▶
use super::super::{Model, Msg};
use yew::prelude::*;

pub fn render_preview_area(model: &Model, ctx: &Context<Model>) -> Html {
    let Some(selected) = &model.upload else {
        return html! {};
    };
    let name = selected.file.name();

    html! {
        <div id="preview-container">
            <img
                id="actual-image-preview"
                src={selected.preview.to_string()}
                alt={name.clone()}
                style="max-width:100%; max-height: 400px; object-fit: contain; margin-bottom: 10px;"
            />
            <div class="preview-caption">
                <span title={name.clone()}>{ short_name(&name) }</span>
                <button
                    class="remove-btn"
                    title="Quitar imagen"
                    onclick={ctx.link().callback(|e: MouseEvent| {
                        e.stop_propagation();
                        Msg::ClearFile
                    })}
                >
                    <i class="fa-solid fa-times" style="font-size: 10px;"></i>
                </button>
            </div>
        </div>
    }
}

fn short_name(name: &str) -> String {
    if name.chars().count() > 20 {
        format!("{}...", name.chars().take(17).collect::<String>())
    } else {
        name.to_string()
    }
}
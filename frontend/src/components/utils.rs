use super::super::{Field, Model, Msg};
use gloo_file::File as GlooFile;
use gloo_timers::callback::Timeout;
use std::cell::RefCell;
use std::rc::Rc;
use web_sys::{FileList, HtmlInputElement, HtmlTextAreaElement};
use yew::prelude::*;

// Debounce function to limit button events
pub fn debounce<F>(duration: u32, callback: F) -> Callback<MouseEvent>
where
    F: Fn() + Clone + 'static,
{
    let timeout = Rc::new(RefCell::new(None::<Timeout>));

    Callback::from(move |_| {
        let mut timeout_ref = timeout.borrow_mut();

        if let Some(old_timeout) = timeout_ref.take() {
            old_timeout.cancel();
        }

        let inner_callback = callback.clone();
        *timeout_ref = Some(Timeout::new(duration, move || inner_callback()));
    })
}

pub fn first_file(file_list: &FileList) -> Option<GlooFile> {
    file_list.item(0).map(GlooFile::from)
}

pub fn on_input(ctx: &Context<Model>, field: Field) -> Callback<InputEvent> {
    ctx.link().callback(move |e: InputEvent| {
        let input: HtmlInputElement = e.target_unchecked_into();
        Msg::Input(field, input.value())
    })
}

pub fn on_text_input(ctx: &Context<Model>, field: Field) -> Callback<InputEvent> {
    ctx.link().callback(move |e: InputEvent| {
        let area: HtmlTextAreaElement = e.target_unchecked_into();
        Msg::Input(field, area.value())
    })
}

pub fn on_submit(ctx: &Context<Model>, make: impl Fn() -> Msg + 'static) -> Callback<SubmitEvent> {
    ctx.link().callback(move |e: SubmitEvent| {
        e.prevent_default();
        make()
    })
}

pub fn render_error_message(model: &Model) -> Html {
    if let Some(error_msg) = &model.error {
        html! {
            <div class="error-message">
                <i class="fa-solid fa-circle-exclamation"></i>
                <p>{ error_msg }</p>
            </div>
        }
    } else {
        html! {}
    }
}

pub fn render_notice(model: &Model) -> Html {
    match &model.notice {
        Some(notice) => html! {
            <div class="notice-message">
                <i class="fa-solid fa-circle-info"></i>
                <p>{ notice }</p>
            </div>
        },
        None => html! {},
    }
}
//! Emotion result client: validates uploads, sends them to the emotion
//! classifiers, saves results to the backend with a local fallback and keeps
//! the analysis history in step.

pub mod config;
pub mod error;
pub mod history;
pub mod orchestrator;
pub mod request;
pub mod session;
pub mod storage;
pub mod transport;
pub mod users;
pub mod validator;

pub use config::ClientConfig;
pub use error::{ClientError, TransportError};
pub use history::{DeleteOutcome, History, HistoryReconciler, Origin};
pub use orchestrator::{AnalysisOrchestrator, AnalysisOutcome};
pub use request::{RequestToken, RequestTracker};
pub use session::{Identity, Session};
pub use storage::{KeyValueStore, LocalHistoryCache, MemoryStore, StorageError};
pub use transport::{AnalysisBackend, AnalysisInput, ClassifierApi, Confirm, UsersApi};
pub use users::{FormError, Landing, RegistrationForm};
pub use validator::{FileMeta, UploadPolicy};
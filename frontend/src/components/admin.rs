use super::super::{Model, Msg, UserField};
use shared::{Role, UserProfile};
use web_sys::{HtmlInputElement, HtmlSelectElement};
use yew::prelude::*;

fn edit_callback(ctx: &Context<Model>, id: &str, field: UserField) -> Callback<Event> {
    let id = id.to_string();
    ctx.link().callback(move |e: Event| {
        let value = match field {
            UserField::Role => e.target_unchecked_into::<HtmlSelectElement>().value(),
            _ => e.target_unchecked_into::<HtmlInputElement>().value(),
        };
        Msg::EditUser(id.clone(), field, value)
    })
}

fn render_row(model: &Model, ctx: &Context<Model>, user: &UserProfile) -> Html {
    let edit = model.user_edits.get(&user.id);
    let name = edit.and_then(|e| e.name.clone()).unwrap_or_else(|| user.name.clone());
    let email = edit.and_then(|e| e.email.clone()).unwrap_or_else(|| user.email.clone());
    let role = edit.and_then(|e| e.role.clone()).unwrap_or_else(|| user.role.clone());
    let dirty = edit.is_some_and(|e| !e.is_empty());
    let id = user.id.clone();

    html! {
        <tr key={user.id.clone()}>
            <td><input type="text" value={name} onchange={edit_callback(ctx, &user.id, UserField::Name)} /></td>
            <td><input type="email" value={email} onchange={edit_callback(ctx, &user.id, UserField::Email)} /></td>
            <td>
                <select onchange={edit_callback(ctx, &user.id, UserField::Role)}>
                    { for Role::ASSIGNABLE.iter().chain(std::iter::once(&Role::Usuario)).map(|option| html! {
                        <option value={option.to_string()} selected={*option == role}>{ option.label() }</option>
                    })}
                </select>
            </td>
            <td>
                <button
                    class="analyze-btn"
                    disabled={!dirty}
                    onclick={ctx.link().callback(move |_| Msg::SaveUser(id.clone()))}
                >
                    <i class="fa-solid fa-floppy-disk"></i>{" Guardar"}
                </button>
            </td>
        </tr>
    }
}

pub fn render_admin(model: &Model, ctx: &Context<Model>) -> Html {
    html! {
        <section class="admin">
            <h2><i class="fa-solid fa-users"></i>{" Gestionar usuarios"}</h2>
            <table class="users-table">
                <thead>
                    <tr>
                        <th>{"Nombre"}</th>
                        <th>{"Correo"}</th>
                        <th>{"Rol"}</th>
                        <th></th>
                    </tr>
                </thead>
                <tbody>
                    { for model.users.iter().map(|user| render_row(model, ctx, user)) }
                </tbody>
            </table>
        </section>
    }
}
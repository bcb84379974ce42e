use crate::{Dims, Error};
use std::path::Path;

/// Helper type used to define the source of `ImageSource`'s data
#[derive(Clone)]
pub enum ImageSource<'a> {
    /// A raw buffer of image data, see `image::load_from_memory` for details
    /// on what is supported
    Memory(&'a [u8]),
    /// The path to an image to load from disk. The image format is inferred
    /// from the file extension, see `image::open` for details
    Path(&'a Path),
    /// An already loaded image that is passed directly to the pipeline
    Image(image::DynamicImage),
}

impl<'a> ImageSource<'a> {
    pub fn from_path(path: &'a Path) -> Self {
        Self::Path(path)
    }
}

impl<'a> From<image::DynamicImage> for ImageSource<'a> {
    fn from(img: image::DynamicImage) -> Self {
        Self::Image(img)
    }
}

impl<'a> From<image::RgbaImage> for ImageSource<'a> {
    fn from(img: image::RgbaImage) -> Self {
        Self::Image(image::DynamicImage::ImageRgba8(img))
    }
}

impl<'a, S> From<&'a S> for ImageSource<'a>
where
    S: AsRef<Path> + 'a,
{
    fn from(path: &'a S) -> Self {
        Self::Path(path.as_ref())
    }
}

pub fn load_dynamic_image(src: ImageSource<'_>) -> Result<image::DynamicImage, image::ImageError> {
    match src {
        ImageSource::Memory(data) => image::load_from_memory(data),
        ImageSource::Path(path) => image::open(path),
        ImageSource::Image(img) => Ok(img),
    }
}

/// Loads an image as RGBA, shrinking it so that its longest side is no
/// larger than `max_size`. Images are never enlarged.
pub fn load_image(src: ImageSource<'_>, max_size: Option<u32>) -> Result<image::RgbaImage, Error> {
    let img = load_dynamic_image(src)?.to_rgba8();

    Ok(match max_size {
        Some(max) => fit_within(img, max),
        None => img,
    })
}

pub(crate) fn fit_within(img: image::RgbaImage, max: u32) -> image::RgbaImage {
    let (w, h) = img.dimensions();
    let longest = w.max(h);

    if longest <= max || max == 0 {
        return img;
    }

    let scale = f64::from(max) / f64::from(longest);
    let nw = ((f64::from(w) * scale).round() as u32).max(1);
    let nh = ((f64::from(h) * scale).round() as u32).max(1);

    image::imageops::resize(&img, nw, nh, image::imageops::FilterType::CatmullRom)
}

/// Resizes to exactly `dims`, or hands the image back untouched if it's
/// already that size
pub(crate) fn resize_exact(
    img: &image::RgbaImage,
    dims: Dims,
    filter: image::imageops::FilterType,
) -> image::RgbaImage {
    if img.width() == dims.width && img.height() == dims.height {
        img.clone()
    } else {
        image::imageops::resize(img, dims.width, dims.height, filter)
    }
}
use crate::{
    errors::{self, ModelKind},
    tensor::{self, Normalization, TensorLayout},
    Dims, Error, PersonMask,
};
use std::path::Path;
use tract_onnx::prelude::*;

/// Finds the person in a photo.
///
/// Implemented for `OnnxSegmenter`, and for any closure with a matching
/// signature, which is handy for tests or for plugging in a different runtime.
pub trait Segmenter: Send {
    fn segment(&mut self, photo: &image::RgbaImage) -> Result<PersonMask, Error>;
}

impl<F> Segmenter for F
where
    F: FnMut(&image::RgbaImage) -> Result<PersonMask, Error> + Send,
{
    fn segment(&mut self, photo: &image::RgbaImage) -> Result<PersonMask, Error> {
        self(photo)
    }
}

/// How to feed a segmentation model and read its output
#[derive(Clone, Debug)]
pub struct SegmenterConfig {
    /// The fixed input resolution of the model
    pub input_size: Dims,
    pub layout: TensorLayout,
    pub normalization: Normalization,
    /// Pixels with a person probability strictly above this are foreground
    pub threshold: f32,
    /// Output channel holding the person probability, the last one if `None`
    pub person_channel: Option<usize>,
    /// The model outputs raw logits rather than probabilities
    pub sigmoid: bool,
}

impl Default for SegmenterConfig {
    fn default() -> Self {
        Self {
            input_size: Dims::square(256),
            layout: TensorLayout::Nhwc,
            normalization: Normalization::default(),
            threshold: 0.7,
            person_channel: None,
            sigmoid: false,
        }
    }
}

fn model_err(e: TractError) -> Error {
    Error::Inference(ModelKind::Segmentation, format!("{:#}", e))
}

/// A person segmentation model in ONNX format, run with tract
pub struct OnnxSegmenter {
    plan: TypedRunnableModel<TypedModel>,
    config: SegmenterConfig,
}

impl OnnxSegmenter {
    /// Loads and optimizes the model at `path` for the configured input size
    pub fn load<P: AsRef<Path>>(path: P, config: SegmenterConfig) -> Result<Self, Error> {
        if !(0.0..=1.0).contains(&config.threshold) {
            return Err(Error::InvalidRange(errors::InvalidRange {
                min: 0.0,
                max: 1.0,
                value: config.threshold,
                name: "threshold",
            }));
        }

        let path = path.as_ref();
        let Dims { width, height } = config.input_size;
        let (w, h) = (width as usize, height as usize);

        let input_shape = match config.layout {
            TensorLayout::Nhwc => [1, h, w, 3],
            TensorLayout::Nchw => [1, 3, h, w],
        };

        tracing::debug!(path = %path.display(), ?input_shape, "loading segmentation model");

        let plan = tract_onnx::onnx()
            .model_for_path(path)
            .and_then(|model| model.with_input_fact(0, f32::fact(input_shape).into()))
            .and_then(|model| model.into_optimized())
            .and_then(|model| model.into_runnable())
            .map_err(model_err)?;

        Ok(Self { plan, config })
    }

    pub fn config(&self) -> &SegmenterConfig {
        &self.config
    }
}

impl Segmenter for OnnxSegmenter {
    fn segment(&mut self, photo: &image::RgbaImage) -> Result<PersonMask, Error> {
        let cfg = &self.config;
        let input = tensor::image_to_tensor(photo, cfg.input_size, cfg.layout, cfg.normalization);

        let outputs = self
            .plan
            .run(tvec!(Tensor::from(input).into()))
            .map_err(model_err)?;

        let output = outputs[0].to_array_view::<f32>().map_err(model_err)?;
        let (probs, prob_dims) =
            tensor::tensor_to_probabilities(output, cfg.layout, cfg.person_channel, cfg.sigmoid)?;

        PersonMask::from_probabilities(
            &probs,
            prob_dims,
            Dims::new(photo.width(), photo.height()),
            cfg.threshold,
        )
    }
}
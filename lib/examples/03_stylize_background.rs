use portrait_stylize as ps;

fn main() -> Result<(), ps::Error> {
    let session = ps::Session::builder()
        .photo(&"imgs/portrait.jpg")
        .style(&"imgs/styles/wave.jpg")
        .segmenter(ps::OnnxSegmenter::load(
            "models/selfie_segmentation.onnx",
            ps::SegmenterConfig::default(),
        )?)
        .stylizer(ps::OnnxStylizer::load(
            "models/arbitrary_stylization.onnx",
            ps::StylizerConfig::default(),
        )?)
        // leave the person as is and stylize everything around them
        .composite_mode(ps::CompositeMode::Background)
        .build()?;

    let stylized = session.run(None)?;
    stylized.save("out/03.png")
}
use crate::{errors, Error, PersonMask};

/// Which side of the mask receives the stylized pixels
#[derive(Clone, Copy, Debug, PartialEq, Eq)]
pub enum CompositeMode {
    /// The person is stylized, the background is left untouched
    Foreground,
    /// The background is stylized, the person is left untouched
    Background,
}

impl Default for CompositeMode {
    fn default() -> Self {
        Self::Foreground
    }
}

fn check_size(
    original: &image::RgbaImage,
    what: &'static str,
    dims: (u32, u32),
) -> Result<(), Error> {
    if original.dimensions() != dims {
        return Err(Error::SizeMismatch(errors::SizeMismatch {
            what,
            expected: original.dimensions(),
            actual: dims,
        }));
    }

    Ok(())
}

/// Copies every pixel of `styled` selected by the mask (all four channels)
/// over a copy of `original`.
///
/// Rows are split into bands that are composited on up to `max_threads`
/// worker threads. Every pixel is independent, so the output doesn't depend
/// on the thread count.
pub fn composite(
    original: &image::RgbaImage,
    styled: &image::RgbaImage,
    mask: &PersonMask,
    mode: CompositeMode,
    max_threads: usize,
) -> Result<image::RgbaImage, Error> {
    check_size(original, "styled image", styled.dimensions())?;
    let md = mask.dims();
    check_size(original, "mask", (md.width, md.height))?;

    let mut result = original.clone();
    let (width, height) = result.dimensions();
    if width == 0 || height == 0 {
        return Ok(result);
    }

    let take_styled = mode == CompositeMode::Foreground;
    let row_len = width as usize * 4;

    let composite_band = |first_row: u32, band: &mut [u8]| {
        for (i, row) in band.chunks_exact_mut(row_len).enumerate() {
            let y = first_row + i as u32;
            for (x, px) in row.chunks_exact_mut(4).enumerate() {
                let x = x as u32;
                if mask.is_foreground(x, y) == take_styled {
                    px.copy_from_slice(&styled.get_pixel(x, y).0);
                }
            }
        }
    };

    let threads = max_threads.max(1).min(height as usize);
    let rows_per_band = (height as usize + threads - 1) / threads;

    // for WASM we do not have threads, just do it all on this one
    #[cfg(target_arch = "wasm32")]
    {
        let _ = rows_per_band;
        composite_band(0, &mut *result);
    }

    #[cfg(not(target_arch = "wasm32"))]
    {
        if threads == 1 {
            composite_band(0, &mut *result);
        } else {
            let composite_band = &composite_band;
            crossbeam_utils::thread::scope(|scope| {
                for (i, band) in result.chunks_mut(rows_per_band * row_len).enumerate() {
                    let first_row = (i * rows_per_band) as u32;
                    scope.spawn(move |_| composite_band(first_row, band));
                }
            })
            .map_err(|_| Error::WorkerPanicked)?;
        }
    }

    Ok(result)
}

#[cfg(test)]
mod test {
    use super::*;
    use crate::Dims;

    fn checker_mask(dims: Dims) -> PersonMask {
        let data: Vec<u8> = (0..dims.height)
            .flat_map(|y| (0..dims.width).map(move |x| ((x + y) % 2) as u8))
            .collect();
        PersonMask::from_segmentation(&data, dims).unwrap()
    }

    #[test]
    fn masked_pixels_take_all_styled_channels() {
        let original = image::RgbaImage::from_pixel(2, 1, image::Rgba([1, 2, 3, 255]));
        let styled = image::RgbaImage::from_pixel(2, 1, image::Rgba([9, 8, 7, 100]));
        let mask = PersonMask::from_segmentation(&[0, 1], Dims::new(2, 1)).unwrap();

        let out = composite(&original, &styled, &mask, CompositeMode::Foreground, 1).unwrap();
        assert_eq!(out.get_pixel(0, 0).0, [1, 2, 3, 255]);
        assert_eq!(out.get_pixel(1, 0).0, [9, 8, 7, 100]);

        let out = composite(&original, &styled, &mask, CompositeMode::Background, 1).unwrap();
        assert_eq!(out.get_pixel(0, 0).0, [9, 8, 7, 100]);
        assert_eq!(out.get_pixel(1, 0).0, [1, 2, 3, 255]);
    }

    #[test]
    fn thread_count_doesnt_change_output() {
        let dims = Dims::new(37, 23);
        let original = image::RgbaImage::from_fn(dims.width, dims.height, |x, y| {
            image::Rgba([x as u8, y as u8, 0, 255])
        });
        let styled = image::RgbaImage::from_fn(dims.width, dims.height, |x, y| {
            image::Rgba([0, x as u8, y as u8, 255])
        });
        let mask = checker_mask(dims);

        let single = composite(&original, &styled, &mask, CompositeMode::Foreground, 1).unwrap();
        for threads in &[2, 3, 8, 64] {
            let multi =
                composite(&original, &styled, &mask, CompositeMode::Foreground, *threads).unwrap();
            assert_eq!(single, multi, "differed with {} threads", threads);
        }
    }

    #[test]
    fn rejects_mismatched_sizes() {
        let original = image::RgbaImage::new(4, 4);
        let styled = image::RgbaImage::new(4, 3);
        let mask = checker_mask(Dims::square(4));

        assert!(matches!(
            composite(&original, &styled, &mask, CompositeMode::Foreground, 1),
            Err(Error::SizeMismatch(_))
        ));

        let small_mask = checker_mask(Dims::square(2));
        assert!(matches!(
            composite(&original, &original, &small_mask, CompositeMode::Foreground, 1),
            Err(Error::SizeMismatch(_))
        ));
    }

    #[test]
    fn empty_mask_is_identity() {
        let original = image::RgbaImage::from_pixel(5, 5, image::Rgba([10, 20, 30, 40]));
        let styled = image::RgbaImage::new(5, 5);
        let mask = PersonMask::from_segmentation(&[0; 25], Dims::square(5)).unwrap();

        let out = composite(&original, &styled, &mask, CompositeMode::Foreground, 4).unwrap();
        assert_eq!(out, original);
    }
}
◀
Task prompt
Above are the records. Identify each line that contains the word "session".

Response to this exercise
pub mod session;
pub use session::{Identity, Session};
    let session = ps::Session::builder()
    let stylized = session.run(None)?;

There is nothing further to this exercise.